It was an apt description, I suppose. My parents were already expecting Clyde when they got married, but the marriage happened quickly enough that no one questioned it. They were madly in love, two free spirits pursuing acting careers in New York, trying to live the fantasy while bringing up an infant. They probably had a little help from the parents, but they also supplemented their as-yet nonexistent acting careers by working side jobs, mom as a waitress in the famous Edison Hotel coffee shop, and dad as a bartender at Charlie's, a well-known theater bar. Their hope was to make connections while making money; working and living in the theater district of Manhattan somehow made them part of the business in a way. There was money to be made and a love affair to be lived, and they had plenty of time ahead of them.
Clyde was a toddler when Jamey was born. The parents were now juggling two jobs and two babies. Maybe the glow had started to fade a little, but they were still solid, still in love, still striving to attain the dream.
And then mom got a tiny part in a production of Medea, and it was the start of a new chapter. She had only one or two lines, but she had what my dad proudly referred to as presence, and she was noticed by a casting director who happened to attend one of the previews. He waited backstage for her and asked to talk to her for a few minutes. Dad was there too, of course, but it wasn't one of those situations where she was being exploited. The casting director had no romantic interest in her but thought she might be right for a new show he was casting in Los Angeles. He invited both my parents for coffee and discussed the show and the role he had in mind for mom. He said if she were interested, he would like to have her read for the producers the following Friday at a rehearsal hall nearby. Of course, it was a no-brainer. She went to the audition and did well but didn't get the part. Disappointed but not broken, she took it as a positive sign of better things to come.

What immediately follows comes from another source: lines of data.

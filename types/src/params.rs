//! Election policy parameters.
//!
//! Every constant the engine consults lives here so deployments can tune
//! them from configuration. The defaults reproduce the production policy.

use serde::{Deserialize, Serialize};

use crate::{AccountName, Asset, Symbol};

/// Policy constants for the election engine.
#[derive(Clone, Debug, PartialEq, Eq, Serialize, Deserialize)]
pub struct ElectionParams {
    // ── Nomination spam defense ──────────────────────────────────────────
    /// Once the nomination count exceeds this value, the next nomination
    /// purges every unaccepted nomination before it is inserted.
    #[serde(default = "default_nomination_cap")]
    pub nomination_cap: u32,

    /// Self-nominations are accepted automatically only while the nomination
    /// count is below this value.
    #[serde(default = "default_auto_accept_limit")]
    pub auto_accept_limit: u32,

    /// Accepted nominees required before the ballot can be created.
    #[serde(default = "default_min_candidates")]
    pub min_candidates: usize,

    // ── Per-invocation work bounds ───────────────────────────────────────
    /// Voters synchronized with the stake ledger per step evaluation.
    #[serde(default = "default_sync_batch_size")]
    pub sync_batch_size: usize,

    /// Voters migrated between the tracking lists per cleanup pass.
    #[serde(default = "default_cleanup_batch_size")]
    pub cleanup_batch_size: usize,

    // ── Ballot service ───────────────────────────────────────────────────
    /// Account of the ballot service; receives the ballot fee.
    #[serde(default = "default_ballot_service_account")]
    pub ballot_service_account: AccountName,

    /// Fee paid to the ballot service for every ballot created.
    #[serde(default = "default_ballot_fee")]
    pub ballot_fee: Asset,

    /// Memo attached to the ballot fee transfer.
    #[serde(default = "default_fee_memo")]
    pub fee_memo: String,

    /// Treasury whose stake weights the votes.
    #[serde(default = "default_treasury")]
    pub treasury: Symbol,

    #[serde(default = "default_ballot_category")]
    pub ballot_category: String,

    /// Voting method the ballot is created with.
    #[serde(default = "default_voting_method")]
    pub voting_method: String,

    /// Weighting toggle applied after creation so only staked tokens count.
    #[serde(default = "default_weighting_mode")]
    pub weighting_mode: String,

    #[serde(default)]
    pub profile: ProfileLimits,
}

/// Length limits for nominee profile fields, in characters.
#[derive(Clone, Debug, PartialEq, Eq, Serialize, Deserialize)]
pub struct ProfileLimits {
    #[serde(default = "default_name_len")]
    pub name: usize,
    #[serde(default = "default_descriptor_len")]
    pub descriptor: usize,
    #[serde(default = "default_picture_len")]
    pub picture: usize,
    #[serde(default = "default_contact_len")]
    pub contact: usize,
}

// ── Serde default helpers ──────────────────────────────────────────────

fn default_nomination_cap() -> u32 {
    200
}

fn default_auto_accept_limit() -> u32 {
    150
}

fn default_min_candidates() -> usize {
    2
}

fn default_sync_batch_size() -> usize {
    100
}

fn default_cleanup_batch_size() -> usize {
    200
}

fn default_ballot_service_account() -> AccountName {
    AccountName::from_static("decide")
}

fn default_ballot_fee() -> Asset {
    Asset::new(3_000_000_000, Symbol::from_static(8, "WAX"))
}

fn default_fee_memo() -> String {
    "Ballot Fee Payment".to_string()
}

fn default_treasury() -> Symbol {
    Symbol::from_static(8, "VOTE")
}

fn default_ballot_category() -> String {
    "election".to_string()
}

fn default_voting_method() -> String {
    "1token1vote".to_string()
}

fn default_weighting_mode() -> String {
    "votestake".to_string()
}

fn default_name_len() -> usize {
    99
}

fn default_descriptor_len() -> usize {
    2000
}

fn default_picture_len() -> usize {
    256
}

fn default_contact_len() -> usize {
    99
}

impl Default for ElectionParams {
    fn default() -> Self {
        Self {
            nomination_cap: default_nomination_cap(),
            auto_accept_limit: default_auto_accept_limit(),
            min_candidates: default_min_candidates(),
            sync_batch_size: default_sync_batch_size(),
            cleanup_batch_size: default_cleanup_batch_size(),
            ballot_service_account: default_ballot_service_account(),
            ballot_fee: default_ballot_fee(),
            fee_memo: default_fee_memo(),
            treasury: default_treasury(),
            ballot_category: default_ballot_category(),
            voting_method: default_voting_method(),
            weighting_mode: default_weighting_mode(),
            profile: ProfileLimits::default(),
        }
    }
}

impl Default for ProfileLimits {
    fn default() -> Self {
        Self {
            name: default_name_len(),
            descriptor: default_descriptor_len(),
            picture: default_picture_len(),
            contact: default_contact_len(),
        }
    }
}

#[cfg(test)]
mod tests {
    use super::*;

    #[test]
    fn defaults_match_production_policy() {
        let params = ElectionParams::default();
        assert_eq!(params.nomination_cap, 200);
        assert_eq!(params.auto_accept_limit, 150);
        assert_eq!(params.sync_batch_size, 100);
        assert_eq!(params.cleanup_batch_size, 200);
        assert_eq!(params.ballot_fee.to_string(), "30.00000000 WAX");
        assert_eq!(params.treasury.to_string(), "8,VOTE");
        assert_eq!(params.ballot_service_account.as_str(), "decide");
    }

    #[test]
    fn static_defaults_are_valid() {
        let params = ElectionParams::default();
        assert!(AccountName::parse(params.ballot_service_account.as_str()).is_ok());
        assert!(params.treasury.to_string().parse::<Symbol>().is_ok());
        assert!(params.ballot_fee.to_string().parse::<Asset>().is_ok());
    }
}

By the time I was born, both my parents had started to move up, ever so slightly, in their respective careers. But theater was not the place to make money unless you were a star. And so dad was still tending bar, and mom was still working at the Edison when a familiar-looking man came in and sat at a small table near the window. She went to take his order, and he asked for a cup of coffee and a BLT. By this time, she recognized him as the casting director who had auditioned her for television all those years ago. He was casting another show now and wanted her to audition again. She knew it was another long shot, but if you've ever known an actor, you know that hope is always there, no matter how much you try to squash it or reality tries to obliterate it.
She told my dad about it, and he was fine with the idea of moving to L.A. should the need arise. This was what they had both been waiting for, the eternal dream of the creative artist. I was, of course, too young to understand any of this, but the story was told to me so many times that it feels like a memory.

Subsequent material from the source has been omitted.